Thank you for your input though, and in the future I will keep it in mind.


----------



## ETM (Aug 11, 2009)

post a pic of yourself with the board


----------



## poutanen (Dec 22, 2011)

threej21 said:


> you ride what you want man, and i as well as everyone else will do the same....but use your math and everyone on the mountain that is 175 lbs or more would be on boards 165cm and above, which just isnt the case, so somewhere your logic is flawed.
> 
> if thats you in your avatar, it looks like your on a huge board as well, so maybe your just trying to justify your own preference


That's me in the avatar, it's a 159 and I'm 175 pounds, right in the "sweet spot" of the size chart... Not trying to justify anything, just trying to show that there are some various forms of sound advice available here and elsewhere.

According to Burton's math, for a Burton Custom, If you weight between 175-200 you'd pick either the 158 or 163 depending on your needs. You'd pick a 169 if you were roughly 200 pounds, and if you weighed more than that you'd be outside the sweet spot of that board range.

Just because you guys know of people (or are doing it yourself) who are very heavy on shorter boards, doesn't mean that this guy is wrong for wanting to ride a longer board.
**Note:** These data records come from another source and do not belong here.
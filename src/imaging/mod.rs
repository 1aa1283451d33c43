//! Thumbnail generation.
//!
//! | Operation | Backend |
//! |---|---|
//! | **Thumbnail** via ImageMagick | [`MagickBackend`] (`convert` subprocess) |
//! | **Thumbnail** in process | [`RustBackend`] (`image` crate, `resize_to_fill`) |
//!
//! The module is split into:
//! - **Parameters**: data describing a thumbnail operation
//! - **Backend**: [`ImageBackend`] trait plus the two implementations
//! - **Operations**: path planning, skip-if-exists and cleanup around the backend

pub mod backend;
pub mod magick_backend;
pub mod operations;
mod params;
pub mod rust_backend;

pub use backend::{BackendError, ImageBackend};
pub use magick_backend::MagickBackend;
pub use operations::{ThumbnailConfig, ThumbnailOutcome, create_thumbnail, plan_thumbnail};
pub use params::{Quality, ThumbnailParams};
pub use rust_backend::RustBackend;
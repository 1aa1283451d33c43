//! Image processing backend trait and shared types.
//!
//! The [`ImageBackend`] trait is the single seam between thumbnail planning
//! and pixel work. Two production implementations exist:
//!
//! - [`MagickBackend`](super::magick_backend::MagickBackend) shells out to
//!   ImageMagick's `convert` (the default).
//! - [`RustBackend`](super::rust_backend::RustBackend) does the same
//!   resize-and-crop in process with the `image` crate.

use super::params::ThumbnailParams;
use crate::tool::ToolError;
use thiserror::Error;

#[derive(Error, Debug)]
pub enum BackendError {
    #[error("IO error: {0}")]
    Io(#[from] std::io::Error),
    #[error("External tool failed: {0}")]
    Tool(#[from] ToolError),
    #[error("Processing failed: {0}")]
    ProcessingFailed(String),
}

/// Trait for image processing backends.
pub trait ImageBackend {
    /// Short name used in log lines.
    fn name(&self) -> &'static str;

    /// Execute a thumbnail operation (cover resize + center crop + encode).
    fn thumbnail(&self, params: &ThumbnailParams) -> Result<(), BackendError>;
}

#[cfg(test)]
pub mod tests {
    use super::*;
    use std::path::PathBuf;
    use std::sync::Mutex;

    /// Mock backend that records operations instead of decoding images.
    ///
    /// Successful thumbnails write a small placeholder file at the output path
    /// so idempotence checks see it on the next run. Sources listed in
    /// `failing` produce an error and leave a partial file behind, like a
    /// tool that died halfway through writing.
    #[derive(Default)]
    pub struct MockBackend {
        pub operations: Mutex<Vec<RecordedOp>>,
        pub failing: Vec<PathBuf>,
    }

    #[derive(Debug, Clone, PartialEq)]
    pub enum RecordedOp {
        Thumbnail {
            source: String,
            output: String,
            size: u32,
            quality: u32,
        },
    }

    impl MockBackend {
        pub fn new() -> Self {
            Self::default()
        }

        pub fn failing_on(sources: Vec<PathBuf>) -> Self {
            Self {
                operations: Mutex::new(Vec::new()),
                failing: sources,
            }
        }

        pub fn get_operations(&self) -> Vec<RecordedOp> {
            self.operations.lock().unwrap().clone()
        }
    }

    impl ImageBackend for MockBackend {
        fn name(&self) -> &'static str {
            "mock"
        }

        fn thumbnail(&self, params: &ThumbnailParams) -> Result<(), BackendError> {
            self.operations.lock().unwrap().push(RecordedOp::Thumbnail {
                source: params.source.to_string_lossy().to_string(),
                output: params.output.to_string_lossy().to_string(),
                size: params.size,
                quality: params.quality.value(),
            });

            if self.failing.iter().any(|f| f == &params.source) {
                std::fs::write(&params.output, b"partial")?;
                return Err(BackendError::ProcessingFailed(format!(
                    "mock failure for {}",
                    params.source.display()
                )));
            }

            std::fs::write(&params.output, b"thumb")?;
            Ok(())
        }
    }

    #[test]
    fn mock_records_thumbnail() {
        let tmp = tempfile::TempDir::new().unwrap();
        let backend = MockBackend::new();
        let output = tmp.path().join("a.jpg");

        backend
            .thumbnail(&ThumbnailParams {
                source: "/source/a.jpg".into(),
                output: output.clone(),
                size: 640,
                quality: crate::imaging::Quality::new(60),
            })
            .unwrap();

        let ops = backend.get_operations();
        assert_eq!(ops.len(), 1);
        assert!(matches!(
            &ops[0],
            RecordedOp::Thumbnail { size: 640, quality: 60, source, .. } if source == "/source/a.jpg"
        ));
        assert!(output.exists());
    }
}
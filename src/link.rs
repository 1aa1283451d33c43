//! Full-resolution aliases.
//!
//! The gallery never copies image bytes. Each original is exposed inside the
//! output directory through a symbolic link named after the original's file
//! name, pointing at the original's absolute path.
//!
//! Re-running is safe: an existing entry at the destination is reused as-is,
//! except a dangling symlink (its target moved or was deleted), which is
//! replaced so a re-run never leaves a broken link behind.

use crate::types::ArtifactStatus;
use std::fs;
use std::io;
use std::path::{Path, PathBuf};
use thiserror::Error;

#[derive(Error, Debug)]
pub enum LinkError {
    #[error("IO error: {0}")]
    Io(#[from] io::Error),
    #[error("{0} has no file name")]
    MissingFileName(PathBuf),
}

/// A published alias and whether this run created it.
#[derive(Debug, Clone, PartialEq, Eq)]
pub struct LinkOutcome {
    pub path: PathBuf,
    pub status: ArtifactStatus,
}

/// Publish `source` into `output_dir` as `output_dir/<basename(source)>`.
pub fn publish_link(source: &Path, output_dir: &Path) -> Result<LinkOutcome, LinkError> {
    let name = source
        .file_name()
        .ok_or_else(|| LinkError::MissingFileName(source.to_path_buf()))?;
    let target = std::path::absolute(source)?;
    let dest = output_dir.join(name);

    let status = ensure_symlink(&target, &dest)?;
    Ok(LinkOutcome { path: dest, status })
}

/// Create a symlink at `dest` pointing to `target` unless something is
/// already there.
pub fn ensure_symlink(target: &Path, dest: &Path) -> io::Result<ArtifactStatus> {
    match fs::symlink_metadata(dest) {
        Ok(meta) if meta.file_type().is_symlink() && !dest.exists() => {
            tracing::warn!(path = %dest.display(), "replacing dangling symlink");
            fs::remove_file(dest)?;
            symlink(target, dest)?;
            Ok(ArtifactStatus::Repaired)
        }
        Ok(_) => {
            tracing::info!(path = %dest.display(), "symlink already exists, skipping");
            Ok(ArtifactStatus::Reused)
        }
        Err(e) if e.kind() == io::ErrorKind::NotFound => {
            symlink(target, dest)?;
            Ok(ArtifactStatus::Created)
        }
        Err(e) => Err(e),
    }
}

#[cfg(unix)]
fn symlink(target: &Path, dest: &Path) -> io::Result<()> {
    std::os::unix::fs::symlink(target, dest)
}

#[cfg(windows)]
fn symlink(target: &Path, dest: &Path) -> io::Result<()> {
    std::os::windows::fs::symlink_file(target, dest)
}
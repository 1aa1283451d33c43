//! Gallery configuration.
//!
//! One [`GalleryConfig`] is assembled at startup from stock defaults with
//! command-line flags layered on top, validated once, and then passed by
//! reference to the thumbnail generator and the page renderer. Nothing reads
//! configuration from files.
//!
//! ## Options
//!
//! ```toml
//! # All values shown are the defaults
//!
//! thumbnail_dir = "thumbnails"   # Subfolder of the output directory
//!
//! [thumbnail]
//! size = 640                     # Edge of the square crop, in pixels
//! quality = 60                   # Encoding quality (1-100)
//!
//! [style]
//! title = "Gallery"              # Page <title>
//! css = "..."                    # Stock stylesheet (static/style.css)
//! ```
//!
//! `photo-tiles show-config` prints the effective values in this format.

use crate::imaging::{Quality, ThumbnailConfig};
use serde::{Deserialize, Serialize};
use std::path::{Component, Path};
use thiserror::Error;

/// Stock stylesheet embedded at compile time.
pub const STOCK_CSS: &str = include_str!("../static/style.css");

#[derive(Error, Debug)]
pub enum ConfigError {
    #[error("Config validation error: {0}")]
    Validation(String),
    #[error("TOML serialization error: {0}")]
    Toml(#[from] toml::ser::Error),
}

/// Process-wide settings for one run.
#[derive(Debug, Clone, PartialEq, Serialize, Deserialize)]
#[serde(default, deny_unknown_fields)]
pub struct GalleryConfig {
    /// Name of the thumbnail subfolder inside the output directory.
    pub thumbnail_dir: String,
    pub thumbnail: ThumbnailSettings,
    pub style: StyleConfig,
}

impl Default for GalleryConfig {
    fn default() -> Self {
        Self {
            thumbnail_dir: "thumbnails".to_string(),
            thumbnail: ThumbnailSettings::default(),
            style: StyleConfig::default(),
        }
    }
}

/// Thumbnail size and encoding quality.
#[derive(Debug, Clone, PartialEq, Eq, Serialize, Deserialize)]
#[serde(default, deny_unknown_fields)]
pub struct ThumbnailSettings {
    /// Edge length of the square thumbnail.
    pub size: u32,
    /// Lossy encoding quality (1 = worst, 100 = best).
    pub quality: u32,
}

impl Default for ThumbnailSettings {
    fn default() -> Self {
        Self {
            size: 640,
            quality: 60,
        }
    }
}

/// Page title and stylesheet.
#[derive(Debug, Clone, PartialEq, Eq, Serialize, Deserialize)]
#[serde(default, deny_unknown_fields)]
pub struct StyleConfig {
    pub title: String,
    pub css: String,
}

impl Default for StyleConfig {
    fn default() -> Self {
        Self {
            title: "Gallery".to_string(),
            css: STOCK_CSS.to_string(),
        }
    }
}

impl GalleryConfig {
    /// Validate config values are within acceptable ranges.
    pub fn validate(&self) -> Result<(), ConfigError> {
        if self.thumbnail.size == 0 {
            return Err(ConfigError::Validation(
                "thumbnail.size must be greater than 0".into(),
            ));
        }
        if !(1..=100).contains(&self.thumbnail.quality) {
            return Err(ConfigError::Validation(
                "thumbnail.quality must be 1-100".into(),
            ));
        }
        let mut components = Path::new(&self.thumbnail_dir).components();
        let single_normal = matches!(
            (components.next(), components.next()),
            (Some(Component::Normal(_)), None)
        );
        if !single_normal {
            return Err(ConfigError::Validation(format!(
                "thumbnail_dir must be a single folder name, got '{}'",
                self.thumbnail_dir
            )));
        }
        Ok(())
    }

    /// Thumbnail parameters for the imaging module.
    pub fn thumbnail_config(&self) -> ThumbnailConfig {
        ThumbnailConfig {
            size: self.thumbnail.size,
            quality: Quality::new(self.thumbnail.quality),
        }
    }

    /// Render the effective configuration as TOML.
    pub fn to_toml(&self) -> Result<String, ConfigError> {
        Ok(toml::to_string_pretty(self)?)
    }
}
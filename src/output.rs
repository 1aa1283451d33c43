//! CLI output formatting.
//!
//! Each command has a `format_*` function returning display lines, and a
//! `print_*` wrapper that writes them to stdout. Format functions are pure,
//! so tests check exact lines without capturing stdout. Diagnostics go
//! through `tracing` to stderr; this module is only the user-facing report.
//!
//! # Output Format
//!
//! ## Page
//!
//! ```text
//! [ 33%] 001 a.jpg
//!     thumbnail: created
//!     link: created
//! [ 67%] 002 bad.jpg
//!     FAILED: External tool failed: 'convert' exited with exit status: 1: …
//! [100%] 003 c.png
//!     thumbnail: reused
//!     link: reused
//!
//! Page: gallery/index.html (2 images)
//! Thumbnails: 1 created, 1 reused
//! Links: 1 created, 1 reused
//! Ignored: 1 non-image input
//! Failed: 1 image
//!     bad.jpg: External tool failed: …
//! ```

use crate::compare::CompareOutput;
use crate::compress::CompressReport;
use crate::gallery::{GalleryEvent, GalleryOutput};
use crate::markdown::BodyCopy;
use crate::month::LinkMonthReport;
use std::path::Path;

// ============================================================================
// Shared helpers
// ============================================================================

/// Format a 1-based positional index as 3-digit zero-padded.
fn format_index(pos: usize) -> String {
    format!("{:0>3}", pos)
}

/// Completion percentage after `done` of `total` items, right-aligned.
fn format_percent(done: usize, total: usize) -> String {
    let pct = if total == 0 { 100 } else { done * 100 / total };
    format!("[{:>3}%]", pct)
}

fn file_name(path: &Path) -> String {
    path.file_name()
        .map(|f| f.to_string_lossy().into_owned())
        .unwrap_or_else(|| path.display().to_string())
}

/// `1 image`, `2 images`.
fn plural(n: usize, noun: &str) -> String {
    if n == 1 {
        format!("{} {}", n, noun)
    } else {
        format!("{} {}s", n, noun)
    }
}

// ============================================================================
// Page
// ============================================================================

/// Format a single gallery progress event.
pub fn format_gallery_event(event: &GalleryEvent) -> Vec<String> {
    match event {
        GalleryEvent::ImageProcessed {
            index,
            total,
            source,
            thumbnail,
            link,
        } => vec![
            format!(
                "{} {} {}",
                format_percent(*index, *total),
                format_index(*index),
                file_name(source)
            ),
            format!("    thumbnail: {}", thumbnail),
            format!("    link: {}", link),
        ],
        GalleryEvent::ImageFailed {
            index,
            total,
            source,
            reason,
        } => vec![
            format!(
                "{} {} {}",
                format_percent(*index, *total),
                format_index(*index),
                file_name(source)
            ),
            format!("    FAILED: {}", reason),
        ],
    }
}

/// Format the end-of-run summary for the gallery builder.
pub fn format_gallery_summary(output: &GalleryOutput) -> Vec<String> {
    let stats = &output.stats;
    let mut lines = vec![String::new()];

    if let BodyCopy::Missing(path) = &output.body_copy {
        lines.push(format!("Copy: {} does not exist, left empty", path.display()));
    }
    lines.push(format!(
        "Page: {} ({})",
        output.index_path.display(),
        plural(output.records.len(), "image")
    ));
    lines.push(format!(
        "Thumbnails: {} created, {} reused",
        stats.thumbnails_created, stats.thumbnails_reused
    ));
    lines.push(format!(
        "Links: {} created, {} reused",
        stats.links_created, stats.links_reused
    ));
    if stats.ignored > 0 {
        lines.push(format!("Ignored: {}", plural(stats.ignored, "non-image input")));
    }
    if !output.failures.is_empty() {
        lines.push(format!("Failed: {}", plural(output.failures.len(), "image")));
        for failure in &output.failures {
            lines.push(format!(
                "    {}: {}",
                failure.source.display(),
                failure.reason
            ));
        }
    }
    lines
}

pub fn print_gallery_event(event: &GalleryEvent) {
    for line in format_gallery_event(event) {
        println!("{}", line);
    }
}

pub fn print_gallery_summary(output: &GalleryOutput) {
    for line in format_gallery_summary(output) {
        println!("{}", line);
    }
}

// ============================================================================
// Compress
// ============================================================================

pub fn format_compress_report(report: &CompressReport) -> Vec<String> {
    let mut lines: Vec<String> = report
        .processed
        .iter()
        .enumerate()
        .map(|(i, dest)| format!("{} {}", format_index(i + 1), dest.display()))
        .collect();
    lines.push(format!(
        "Compressed {}, {} failed",
        plural(report.processed.len(), "file"),
        report.failures.len()
    ));
    for failure in &report.failures {
        lines.push(format!("    {}: {}", failure.source.display(), failure.reason));
    }
    lines
}

pub fn print_compress_report(report: &CompressReport) {
    for line in format_compress_report(report) {
        println!("{}", line);
    }
}

// ============================================================================
// Link month
// ============================================================================

pub fn format_link_month_report(report: &LinkMonthReport) -> Vec<String> {
    let mut lines = Vec::new();
    for dest in &report.linked {
        lines.push(format!("linked  {}", dest.display()));
    }
    for dest in &report.skipped {
        lines.push(format!("exists  {}", dest.display()));
    }
    lines.push(format!(
        "Linked {}, skipped {}",
        plural(report.linked.len(), "file"),
        report.skipped.len()
    ));
    lines
}

pub fn print_link_month_report(report: &LinkMonthReport) {
    for line in format_link_month_report(report) {
        println!("{}", line);
    }
}

// ============================================================================
// Compare
// ============================================================================

pub fn format_compare_output(output: &CompareOutput) -> Vec<String> {
    let mut lines = Vec::new();
    for (i, row) in output.rows.iter().enumerate() {
        let name = row
            .first()
            .map(|r| file_name(&r.source_path))
            .unwrap_or_default();
        let sizes: Vec<&str> = row.iter().map(|r| r.display_name.as_str()).collect();
        lines.push(format!(
            "{} {}: {}",
            format_index(i + 1),
            name,
            sizes.join(" | ")
        ));
    }
    lines.push(format!(
        "Page: {} ({} across {})",
        output.index_path.display(),
        plural(output.rows.len(), "image"),
        plural(output.columns.len(), "column")
    ));
    lines
}

pub fn print_compare_output(output: &CompareOutput) {
    for line in format_compare_output(output) {
        println!("{}", line);
    }
}

// ============================================================================
// Tests
// ============================================================================
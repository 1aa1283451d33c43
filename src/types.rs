//! Shared types used across the gallery pipeline.

use std::fmt;
use std::path::PathBuf;

/// One processed image as it appears on a generated page.
///
/// `thumbnail_path` and `link_path` are relative to the output directory and
/// always use `/` separators, so the page keeps working when the whole output
/// directory is moved or served over HTTP.
#[derive(Debug, Clone, PartialEq, Eq)]
pub struct ImageRecord {
    /// Optional label; empty for plain gallery cells.
    pub display_name: String,
    /// Absolute path to the original image.
    pub source_path: PathBuf,
    /// Thumbnail location relative to the output directory.
    pub thumbnail_path: String,
    /// Full-resolution alias relative to the output directory.
    pub link_path: String,
}

/// Whether an on-disk artifact (thumbnail or link) was produced by this run.
#[derive(Debug, Clone, Copy, PartialEq, Eq)]
pub enum ArtifactStatus {
    Created,
    Reused,
    /// A dangling symlink was replaced.
    Repaired,
}

impl fmt::Display for ArtifactStatus {
    fn fmt(&self, f: &mut fmt::Formatter<'_>) -> fmt::Result {
        let label = match self {
            ArtifactStatus::Created => "created",
            ArtifactStatus::Reused => "reused",
            ArtifactStatus::Repaired => "repaired",
        };
        f.write_str(label)
    }
}
//! Pure Rust image processing backend.
//!
//! No external programs: decoding, resampling and encoding all happen in
//! process with the `image` crate.
//!
//! | Operation | Crate / function |
//! |---|---|
//! | Decode (JPEG, PNG, GIF) | `image::ImageReader` |
//! | Cover resize + center crop | `image::DynamicImage::resize_to_fill` (Lanczos3) |
//! | Encode JPEG with quality | `image::codecs::jpeg::JpegEncoder` |
//! | Encode PNG / GIF | `image::DynamicImage::write_to` |

use super::backend::{BackendError, ImageBackend};
use super::params::ThumbnailParams;
use image::codecs::jpeg::JpegEncoder;
use image::imageops::FilterType;
use image::{DynamicImage, ImageFormat, ImageReader};
use std::fs::File;
use std::io::BufWriter;
use std::path::Path;

/// Pure Rust backend using the `image` crate.
pub struct RustBackend;

impl RustBackend {
    pub fn new() -> Self {
        Self
    }
}

impl Default for RustBackend {
    fn default() -> Self {
        Self::new()
    }
}

/// Load and decode an image from disk, sniffing the format from content.
fn load_image(path: &Path) -> Result<DynamicImage, BackendError> {
    ImageReader::open(path)?
        .with_guessed_format()?
        .decode()
        .map_err(|e| {
            BackendError::ProcessingFailed(format!("Failed to decode {}: {}", path.display(), e))
        })
}

/// Encode `img` at `path`, picking the format from the output extension.
///
/// Quality only applies to JPEG; PNG and GIF are lossless/palette formats.
fn save_image(img: &DynamicImage, path: &Path, quality: u32) -> Result<(), BackendError> {
    let format = ImageFormat::from_path(path).map_err(|e| {
        BackendError::ProcessingFailed(format!(
            "Unsupported output format for {}: {}",
            path.display(),
            e
        ))
    })?;

    let mut writer = BufWriter::new(File::create(path)?);
    let result = match format {
        ImageFormat::Jpeg => {
            // JPEG has no alpha channel
            let rgb = DynamicImage::ImageRgb8(img.to_rgb8());
            let quality = u8::try_from(quality).unwrap_or(100);
            rgb.write_with_encoder(JpegEncoder::new_with_quality(&mut writer, quality))
        }
        other => img.write_to(&mut writer, other),
    };

    result.map_err(|e| {
        BackendError::ProcessingFailed(format!("Failed to encode {}: {}", path.display(), e))
    })
}

impl ImageBackend for RustBackend {
    fn name(&self) -> &'static str {
        "rust"
    }

    fn thumbnail(&self, params: &ThumbnailParams) -> Result<(), BackendError> {
        let img = load_image(&params.source)?;
        let thumb = img.resize_to_fill(params.size, params.size, FilterType::Lanczos3);
        save_image(&thumb, &params.output, params.quality.value())
    }
}
//! Side-by-side comparison pages.
//!
//! Shows the same photos across several directories, typically an original
//! and a few compressed variants, one row per photo and one column per
//! directory. Each cell is labelled with the file's size so quality and
//! weight can be judged together.
//!
//! ```text
//! comparisons/
//! ├── index.html
//! ├── month_07/2016-07-01_21.32.38.jpg             -> /photos/month_07/...
//! └── month_07_compressed_60/2016-07-01_21.32.38.jpg -> /photos/month_07_compressed_60/...
//! ```
//!
//! Each column directory is mirrored under the output directory by name and
//! the photos are symlinked into it, so the page only uses relative paths.

use crate::config::StyleConfig;
use crate::link::ensure_symlink;
use crate::listing::file_name_lossy;
use crate::markdown::{MarkdownError, MarkdownRenderer, load_body_copy};
use crate::render::{render_compare_page, write_index};
use crate::types::ImageRecord;
use std::collections::HashSet;
use std::fs;
use std::path::{Component, Path, PathBuf};
use thiserror::Error;

#[derive(Error, Debug)]
pub enum CompareError {
    #[error("At least one column directory is required")]
    NoColumns,
    #[error("At least one image name is required")]
    NoImages,
    #[error("Two columns share the directory name '{0}'")]
    DuplicateColumn(String),
    #[error("Image name '{0}' must be a plain file name")]
    InvalidImageName(String),
    #[error("{image} is missing from {column}")]
    MissingImage { image: String, column: PathBuf },
    #[error("IO error: {0}")]
    Io(#[from] std::io::Error),
    #[error("Body copy: {0}")]
    Markdown(#[from] MarkdownError),
}

/// Human-readable byte count in binary units, one decimal place.
///
/// `sizeof_fmt(1536) == "1.5 KiB"`
pub fn sizeof_fmt(bytes: u64) -> String {
    const UNITS: [&str; 8] = ["", "Ki", "Mi", "Gi", "Ti", "Pi", "Ei", "Zi"];
    let mut num = bytes as f64;
    for unit in UNITS {
        if num.abs() < 1024.0 {
            return format!("{num:.1} {unit}B");
        }
        num /= 1024.0;
    }
    format!("{num:.1} YiB")
}

/// The generated comparison page.
#[derive(Debug, Clone)]
pub struct CompareOutput {
    pub html: String,
    pub index_path: PathBuf,
    /// Column labels, in order.
    pub columns: Vec<String>,
    /// One row per image, one record per column.
    pub rows: Vec<Vec<ImageRecord>>,
}

fn is_plain_file_name(name: &str) -> bool {
    let mut components = Path::new(name).components();
    matches!(
        (components.next(), components.next()),
        (Some(Component::Normal(_)), None)
    )
}

/// Build a comparison page for `images` (file names) across `columns`
/// (directories) inside `output_dir`.
pub fn create_compare_page(
    images: &[String],
    columns: &[PathBuf],
    output_dir: &Path,
    body_markdown: Option<&Path>,
    style: &StyleConfig,
    renderer: &dyn MarkdownRenderer,
) -> Result<CompareOutput, CompareError> {
    if columns.is_empty() {
        return Err(CompareError::NoColumns);
    }
    if images.is_empty() {
        return Err(CompareError::NoImages);
    }
    if let Some(bad) = images.iter().find(|name| !is_plain_file_name(name)) {
        return Err(CompareError::InvalidImageName(bad.clone()));
    }

    let mut labels = Vec::with_capacity(columns.len());
    let mut seen = HashSet::new();
    for column in columns {
        let label = file_name_lossy(&std::path::absolute(column)?);
        if !seen.insert(label.clone()) {
            return Err(CompareError::DuplicateColumn(label));
        }
        labels.push(label);
    }

    // Check everything is present before touching the output directory
    for image in images {
        for column in columns {
            if !column.join(image).is_file() {
                return Err(CompareError::MissingImage {
                    image: image.clone(),
                    column: column.clone(),
                });
            }
        }
    }

    let body_copy = load_body_copy(body_markdown, renderer)?;

    let mut rows = Vec::with_capacity(images.len());
    for image in images {
        let mut row = Vec::with_capacity(columns.len());
        for (column, label) in columns.iter().zip(&labels) {
            let source = std::path::absolute(column.join(image))?;
            let mirror = output_dir.join(label);
            fs::create_dir_all(&mirror)?;
            ensure_symlink(&source, &mirror.join(image))?;

            let size = fs::metadata(&source)?.len();
            let rel = format!("{label}/{image}");
            row.push(ImageRecord {
                display_name: sizeof_fmt(size),
                source_path: source,
                thumbnail_path: rel.clone(),
                link_path: rel,
            });
        }
        rows.push(row);
    }

    let html = render_compare_page(&labels, &rows, body_copy.html(), style).into_string();
    let index_path = write_index(output_dir, &html)?;
    tracing::info!(
        path = %index_path.display(),
        images = images.len(),
        columns = labels.len(),
        "comparison page written"
    );

    Ok(CompareOutput {
        html,
        index_path,
        columns: labels,
        rows,
    })
}
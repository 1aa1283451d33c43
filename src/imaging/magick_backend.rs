//! ImageMagick backend: runs `convert` as a subprocess.
//!
//! The command line mirrors what a photographer would type by hand:
//!
//! ```text
//! convert <source> -resize 640x640^ -gravity Center -crop 640x640+0+0 +repage -quality 60 <output>
//! ```
//!
//! `^` makes the resize cover the box (smaller dimension matches), the
//! centered crop trims the overflow, and `+repage` drops the virtual canvas
//! offset the crop leaves behind. Arguments are passed as a list, never
//! through a shell.

use super::backend::{BackendError, ImageBackend};
use super::params::ThumbnailParams;
use crate::tool::{Invocation, SystemRunner, ToolRunner};

/// Default ImageMagick executable name.
pub const CONVERT: &str = "convert";

pub struct MagickBackend<R: ToolRunner = SystemRunner> {
    runner: R,
    program: String,
}

impl MagickBackend<SystemRunner> {
    pub fn new() -> Self {
        Self::with_runner(SystemRunner)
    }
}

impl Default for MagickBackend<SystemRunner> {
    fn default() -> Self {
        Self::new()
    }
}

impl<R: ToolRunner> MagickBackend<R> {
    pub fn with_runner(runner: R) -> Self {
        Self {
            runner,
            program: CONVERT.to_string(),
        }
    }

    /// Use a different executable (e.g. `magick` on ImageMagick 7 installs).
    pub fn program(mut self, program: impl Into<String>) -> Self {
        self.program = program.into();
        self
    }

    /// Build the `convert` invocation for a thumbnail without running it.
    pub fn plan(&self, params: &ThumbnailParams) -> Invocation {
        Invocation::new(self.program.clone())
            .arg(params.source.as_os_str())
            .args(["-resize".to_string(), params.fill_geometry()])
            .args(["-gravity", "Center"])
            .args(["-crop".to_string(), params.crop_geometry()])
            .arg("+repage")
            .args(["-quality".to_string(), params.quality.value().to_string()])
            .arg(params.output.as_os_str())
    }
}

impl<R: ToolRunner> ImageBackend for MagickBackend<R> {
    fn name(&self) -> &'static str {
        "imagemagick"
    }

    fn thumbnail(&self, params: &ThumbnailParams) -> Result<(), BackendError> {
        self.runner.run(&self.plan(params))?;
        if !params.output.exists() {
            return Err(BackendError::ProcessingFailed(format!(
                "{} reported success but wrote no file at {}",
                self.program,
                params.output.display()
            )));
        }
        Ok(())
    }
}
Again my math isn't based on my own thoughts or what a friend rides, it's based on extrapolating data from Burton's size charts.

You guys are saying a 181 is completely out to lunch (to paraphrase the theme of this thread) while I'm saying although long, and not a great beginner size, for a 250 pound guy the math actually makes it seem plausible.


----------



## MrOverkill (Jan 19, 2011)

schmitty34 said:


> Haha....15 years-old in February 2011, then 14 years-old in August 2011!!
> 
> I can almost buy mis-calculating your days on the mount by half...almost, but getting your age totally wrong?
> 
> ...


I intentionally got my age wrong. I was attempting to obfuscate personal details on the internet. If I had any way of proving I am 15 currently and was 14 in August 2011 without divulging any more personal details, I would.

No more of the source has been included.